Sure, it's a kind of appeasement.

But I think appeasement has been given a bad name. True, it helped precipitate the Second World War, but it also set the stage for the ultimate defeat of the Third Reich.

Appeasement gave Hitler the confidence to start the war two years before the military and weapons production were ready for it. Initial success was followed by inevitable and utter failure.

Appeasement might have been a way of giving the bastard enough rope to hang himself.

(BTW: "86 47" doesn't mean assassinate the president. It means get rid of the guy, some how. If the 2026 elections favor the Dems, impeachment and conviction will do the job handily. Ballots, not bullets.)

Sunday, May 11, 2025

MAKE IT SO

It doesn't bother Donald Trump that the majority of American citizens are unhappy with his performance as President.

Why should he care what the polls say? He's convinced himself they're all fake.

If not irrelevant: He won by a landslide, don't forget, which means he has a mandate to do exactly what he's doing.

I suppose it would be pointless to explain to him that he won by a narrow margin (no landslide) and that if the election were held again today he would decidedly not be President. How could it matter: The people said yes to him once, and that's enough. He's determined to hold the country to that faulty decision.
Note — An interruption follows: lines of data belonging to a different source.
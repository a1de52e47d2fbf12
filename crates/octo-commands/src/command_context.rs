use std::sync::Arc;

use anyhow::{anyhow, Result};
use octo_ai::{CompletionBackend, IssueIndex};
use octo_github::webhook_payload::{GithubComment, GithubDiscussion, GithubIssue};
use octo_github::GithubApiClient;
use octo_settings::BotSettings;

use crate::command_registry::{CommandRegistry, ContentType};

const ACKNOWLEDGE_REACTION: &str = "rocket";
const ACKNOWLEDGE_REACTION_GRAPHQL: &str = "ROCKET";

#[derive(Clone)]
/// Long-lived collaborators shared by every delivery.
pub struct BotServices {
    pub backend: Arc<dyn CompletionBackend>,
    /// `None` when no vector index is configured.
    pub issue_index: Option<Arc<dyn IssueIndex>>,
    pub settings: Arc<BotSettings>,
    pub registry: Arc<CommandRegistry>,
}

#[derive(Debug, Clone)]
/// Enumerates supported `CommentSubject` values.
pub enum CommentSubject {
    /// Comment on an issue or on a pull request conversation.
    Issue {
        issue: GithubIssue,
        comment: GithubComment,
    },
    Discussion {
        discussion: GithubDiscussion,
        comment: GithubComment,
    },
}

/// Everything a command handler can reach while serving one comment.
pub struct CommandContext {
    pub services: BotServices,
    pub github: GithubApiClient,
    pub subject: CommentSubject,
}

impl CommandContext {
    pub fn new(services: BotServices, github: GithubApiClient, subject: CommentSubject) -> Self {
        Self {
            services,
            github,
            subject,
        }
    }

    pub fn settings(&self) -> &BotSettings {
        &self.services.settings
    }

    pub fn registry(&self) -> &CommandRegistry {
        &self.services.registry
    }

    pub fn content_type(&self) -> ContentType {
        match &self.subject {
            CommentSubject::Issue { issue, .. } if issue.is_pull_request() => {
                ContentType::PullRequest
            }
            CommentSubject::Issue { .. } => ContentType::Issue,
            CommentSubject::Discussion { .. } => ContentType::Discussion,
        }
    }

    pub fn comment(&self) -> &GithubComment {
        match &self.subject {
            CommentSubject::Issue { comment, .. } | CommentSubject::Discussion { comment, .. } => {
                comment
            }
        }
    }

    pub fn issue(&self) -> Option<&GithubIssue> {
        match &self.subject {
            CommentSubject::Issue { issue, .. } => Some(issue),
            CommentSubject::Discussion { .. } => None,
        }
    }

    pub fn require_issue(&self) -> Result<&GithubIssue> {
        self.issue()
            .ok_or_else(|| anyhow!("this command is only available on issues and pull requests"))
    }

    pub fn discussion(&self) -> Option<&GithubDiscussion> {
        match &self.subject {
            CommentSubject::Discussion { discussion, .. } => Some(discussion),
            CommentSubject::Issue { .. } => None,
        }
    }

    /// Posts on the thread the triggering comment belongs to.
    pub async fn post_comment(&self, body: &str) -> Result<()> {
        match &self.subject {
            CommentSubject::Issue { issue, .. } => {
                self.github.create_issue_comment(issue.number, body).await?;
            }
            CommentSubject::Discussion { discussion, .. } => {
                self.github
                    .add_discussion_comment(&discussion.node_id, body)
                    .await?;
            }
        }
        Ok(())
    }

    /// Reacts with a rocket to the triggering comment.
    pub async fn acknowledge(&self) -> Result<()> {
        match &self.subject {
            CommentSubject::Issue { comment, .. } => {
                self.github
                    .add_issue_comment_reaction(comment.id, ACKNOWLEDGE_REACTION)
                    .await
            }
            CommentSubject::Discussion { comment, .. } => {
                self.github
                    .add_reaction(&comment.node_id, ACKNOWLEDGE_REACTION_GRAPHQL)
                    .await
            }
        }
    }

    pub async fn delete_trigger(&self) -> Result<()> {
        match &self.subject {
            CommentSubject::Issue { comment, .. } => {
                self.github.delete_issue_comment(comment.id).await
            }
            CommentSubject::Discussion { comment, .. } => {
                self.github.delete_discussion_comment(&comment.node_id).await
            }
        }
    }
}
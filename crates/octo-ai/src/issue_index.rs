use std::time::Duration;

use async_trait::async_trait;
use serde::Deserialize;
use serde_json::{json, Map, Value};

use crate::{MetadataTokenSource, OctoAiError};

const ISSUE_COLLECTION: &str = "github-issues";
const EMBEDDING_FIELD: &str = "embedding_field";
const DISTANCE_FIELD: &str = "vector_distance";
const NEAREST_LIMIT: u32 = 5;

#[derive(Debug, Clone, PartialEq)]
/// Public struct `IssueRecord` stored in the issue index.
pub struct IssueRecord {
    pub number: u64,
    pub title: String,
    pub body: String,
}

#[derive(Debug, Clone, PartialEq)]
/// Public struct `RankedIssue` returned by a similarity search. Smaller distance is closer.
pub struct RankedIssue {
    pub number: u64,
    pub title: String,
    pub distance: f64,
}

#[async_trait]
/// Trait contract for `IssueIndex` behavior.
pub trait IssueIndex: Send + Sync {
    /// Insert or replace the record keyed by issue number.
    async fn upsert(&self, owner: &str, repo: &str, record: &IssueRecord)
        -> Result<(), OctoAiError>;

    /// Nearest issues to `query`, ordered by ascending distance.
    async fn search(
        &self,
        owner: &str,
        repo: &str,
        query: &str,
    ) -> Result<Vec<RankedIssue>, OctoAiError>;
}

#[derive(Debug, Clone, Copy, PartialEq, Eq)]
enum EmbeddingTask {
    Query,
    Document,
}

impl EmbeddingTask {
    fn as_str(&self) -> &'static str {
        match self {
            Self::Query => "RETRIEVAL_QUERY",
            Self::Document => "RETRIEVAL_DOCUMENT",
        }
    }
}

#[derive(Debug, Clone)]
/// Public struct `FirestoreIssueIndexConfig` used to construct a `FirestoreIssueIndex`.
pub struct FirestoreIssueIndexConfig {
    pub project_id: String,
    pub location: String,
    pub embedding_model: String,
    /// Defaults to the regional Vertex AI endpoint when `None`.
    pub vertex_api_base: Option<String>,
    pub firestore_api_base: String,
    pub request_timeout_ms: u64,
}

impl FirestoreIssueIndexConfig {
    pub fn new(project_id: impl Into<String>) -> Self {
        Self {
            project_id: project_id.into(),
            location: "us-central1".to_string(),
            embedding_model: "text-multilingual-embedding-002".to_string(),
            vertex_api_base: None,
            firestore_api_base: "https://firestore.googleapis.com".to_string(),
            request_timeout_ms: 30_000,
        }
    }
}

#[derive(Debug, Clone)]
/// Issue index backed by Vertex AI text embeddings and Firestore vector search.
pub struct FirestoreIssueIndex {
    http: reqwest::Client,
    config: FirestoreIssueIndexConfig,
    tokens: MetadataTokenSource,
}

#[derive(Debug, Deserialize)]
struct PredictResponse {
    predictions: Vec<Prediction>,
}

#[derive(Debug, Deserialize)]
struct Prediction {
    embeddings: PredictionEmbeddings,
}

#[derive(Debug, Deserialize)]
struct PredictionEmbeddings {
    values: Vec<f64>,
}

#[derive(Debug, Deserialize)]
struct RunQueryRow {
    document: Option<FirestoreDocument>,
}

#[derive(Debug, Deserialize)]
struct FirestoreDocument {
    #[serde(default)]
    fields: Map<String, Value>,
}

impl FirestoreIssueIndex {
    pub fn new(
        config: FirestoreIssueIndexConfig,
        tokens: MetadataTokenSource,
    ) -> Result<Self, OctoAiError> {
        if config.project_id.trim().is_empty() {
            return Err(OctoAiError::InvalidConfig(
                "issue index requires a gcp project id".to_string(),
            ));
        }
        let http = reqwest::Client::builder()
            .timeout(Duration::from_millis(config.request_timeout_ms.max(1)))
            .build()?;
        Ok(Self {
            http,
            config,
            tokens,
        })
    }

    fn vertex_predict_url(&self) -> String {
        let base = self
            .config
            .vertex_api_base
            .clone()
            .unwrap_or_else(|| format!("https://{}-aiplatform.googleapis.com", self.config.location));
        format!(
            "{}/v1/projects/{}/locations/{}/publishers/google/models/{}:predict",
            base.trim_end_matches('/'),
            self.config.project_id,
            self.config.location,
            self.config.embedding_model
        )
    }

    fn documents_root(&self) -> String {
        format!(
            "{}/v1/projects/{}/databases/(default)/documents",
            self.config.firestore_api_base.trim_end_matches('/'),
            self.config.project_id
        )
    }

    async fn embed(&self, content: &str, task: EmbeddingTask) -> Result<Vec<f64>, OctoAiError> {
        let token = self.tokens.access_token().await?;
        let payload = json!({
            "instances": [{ "content": content, "task_type": task.as_str() }]
        });
        let response = self
            .http
            .post(self.vertex_predict_url())
            .bearer_auth(token)
            .json(&payload)
            .send()
            .await?;
        let parsed: PredictResponse = decode_response(response, "embedding api").await?;
        parsed
            .predictions
            .into_iter()
            .next()
            .map(|prediction| prediction.embeddings.values)
            .ok_or_else(|| {
                OctoAiError::InvalidResponse("embedding api returned no predictions".to_string())
            })
    }
}

async fn decode_response<T: serde::de::DeserializeOwned>(
    response: reqwest::Response,
    service: &'static str,
) -> Result<T, OctoAiError> {
    let status = response.status();
    let body = response.text().await?;
    if !status.is_success() {
        return Err(OctoAiError::HttpStatus {
            service,
            status: status.as_u16(),
            body,
        });
    }
    Ok(serde_json::from_str(&body)?)
}

fn vector_value(values: &[f64]) -> Value {
    let items = values
        .iter()
        .map(|value| json!({ "doubleValue": value }))
        .collect::<Vec<_>>();
    json!({
        "mapValue": {
            "fields": {
                "__type__": { "stringValue": "__vector__" },
                "value": { "arrayValue": { "values": items } }
            }
        }
    })
}

fn field_u64(fields: &Map<String, Value>, name: &str) -> Option<u64> {
    let value = fields.get(name)?;
    if let Some(raw) = value.get("integerValue") {
        return match raw {
            Value::String(text) => text.parse().ok(),
            other => other.as_u64(),
        };
    }
    value
        .get("doubleValue")
        .and_then(Value::as_f64)
        .map(|number| number as u64)
}

fn field_f64(fields: &Map<String, Value>, name: &str) -> Option<f64> {
    let value = fields.get(name)?;
    if let Some(number) = value.get("doubleValue").and_then(Value::as_f64) {
        return Some(number);
    }
    match value.get("integerValue")? {
        Value::String(text) => text.parse().ok(),
        other => other.as_f64(),
    }
}

fn field_string(fields: &Map<String, Value>, name: &str) -> String {
    fields
        .get(name)
        .and_then(|value| value.get("stringValue"))
        .and_then(Value::as_str)
        .unwrap_or_default()
        .to_string()
}

fn ranked_issue_from_document(document: FirestoreDocument) -> Option<RankedIssue> {
    Some(RankedIssue {
        number: field_u64(&document.fields, "number")?,
        title: field_string(&document.fields, "title"),
        distance: field_f64(&document.fields, DISTANCE_FIELD)?,
    })
}

#[async_trait]
impl IssueIndex for FirestoreIssueIndex {
    async fn upsert(
        &self,
        owner: &str,
        repo: &str,
        record: &IssueRecord,
    ) -> Result<(), OctoAiError> {
        let embedding = self.embed(&record.body, EmbeddingTask::Document).await?;
        let token = self.tokens.access_token().await?;
        let url = format!(
            "{}/{owner}/{repo}/{ISSUE_COLLECTION}/{}",
            self.documents_root(),
            record.number
        );
        let payload = json!({
            "fields": {
                "number": { "integerValue": record.number.to_string() },
                "title": { "stringValue": record.title },
                "body": { "stringValue": record.body },
                EMBEDDING_FIELD: vector_value(&embedding),
                "updated_at": { "timestampValue": chrono::Utc::now().to_rfc3339() }
            }
        });
        let response = self
            .http
            .patch(url)
            .bearer_auth(token)
            .json(&payload)
            .send()
            .await?;
        let _: Value = decode_response(response, "firestore").await?;
        tracing::debug!(owner, repo, issue = record.number, "issue index upserted");
        Ok(())
    }

    async fn search(
        &self,
        owner: &str,
        repo: &str,
        query: &str,
    ) -> Result<Vec<RankedIssue>, OctoAiError> {
        let embedding = self.embed(query, EmbeddingTask::Query).await?;
        let token = self.tokens.access_token().await?;
        let url = format!("{}/{owner}/{repo}:runQuery", self.documents_root());
        let payload = json!({
            "structuredQuery": {
                "from": [{ "collectionId": ISSUE_COLLECTION }],
                "findNearest": {
                    "vectorField": { "fieldPath": EMBEDDING_FIELD },
                    "queryVector": vector_value(&embedding),
                    "distanceMeasure": "EUCLIDEAN",
                    "limit": NEAREST_LIMIT,
                    "distanceResultField": DISTANCE_FIELD
                }
            }
        });
        let response = self
            .http
            .post(url)
            .bearer_auth(token)
            .json(&payload)
            .send()
            .await?;
        let rows: Vec<RunQueryRow> = decode_response(response, "firestore").await?;
        let mut ranked = rows
            .into_iter()
            .filter_map(|row| row.document)
            .filter_map(ranked_issue_from_document)
            .collect::<Vec<_>>();
        ranked.sort_by(|left, right| left.distance.total_cmp(&right.distance));
        Ok(ranked)
    }
}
On Meet the Press, Trump was told the American people didn't sign up for this. He said: They did sign up for this.

It's as if he's saying: "I told you what I was going to do and you voted me into office. Stop whining and take your medicine!"

Two problems with that:

(1) When he said he was going to do various stuff, he never once added that he intended to do everything illegally.

(On the other hand, had he actually pointed out at rallies he planned to go rogue to get things done, the response would probably have been howling assent. The defective yak-heads he accumulated before him were literally up for anything he proposed. After all, that's why they came: "We love you, boss! Now pass out the damn Kool-aid! We're dying of thirst!")

(2) When a candidate makes a crap-load of promises, getting elected doesn't mean he gets to do them all. Could be there's only one topic folks used in deciding their vote. And since some things are easier to get done than others, it's likely the new President would gobble up the low-hanging fruit first. In fact, it might be that one thing voters really wanted done can't be done at all, or if done, could only be done in a misleading manner.

("We're going to have a country of millionaires!" Turns out the guy didn't mean everybody was going to become a millionaire. He just meant he'd be deporting to Libya anybody who wasn't already a millionaire.)

Under our (current) constitution, the executive branch is tasked with enforcing the law, not breaking the law when enforcing it proves to be inconvenient for the accomplishment of this or that political agenda.

When courts point out that America is not at war and as a result wartime statutes cannot be used to deport folks willy-nilly to the four winds, Trump says the courts want everybody to live at the whim of violent thugs.

Not at all. The courts are simply saying that due process under the law is a thing. Deal with it.

When Adolf Hitler was named Chancellor, he went to the Reichstag to demand emergency powers. (And outside, the Brown-Shirts were chanting they would murder anybody who failed to vote for emergency powers.)

In contrast, Donald Trump lied about what's going on and granted emergency powers to himself.

(Like they say, it's easier to seek forgiveness than to ask for permission. More straightforward, at least. And you can appeal the courts' decisions till Doomsday, all the while doing whatever you want. Deny, deny, deny.)

Trump is ruling by executive order—like a king. It suits his temperament.

The man knows what he knows and it's pointless to suggest he could be wrong about anything.

Could he pick up the phone and get Kilmar Abrego Garcia returned to this country? Absolutely. But he won't because somebody sent him a doctored photograph that shows "MS-13" tattooed on the man's hand. Never mind the image has been 'shopped. Never mind that even if the guy was in MS-13 he didn't deserve to be sent of that prison in El Salvador without due process of law.

Trump can see, plain as day, the characters MS 13, and that's an end to it. No point in arguing.

Besides, arguing with kings could get you sent to the Tower. If not beheaded.

Trump has already assumed the power to rendition illegals to black sites around the world. All he needs now is to grant himself the power to do the same to citizens who fail to show him proper deference.

And maybe he'll get his chance.

The Supreme Court is set to take up birthright citizenship. If Trump could crack that sucker, we'll all be fair game.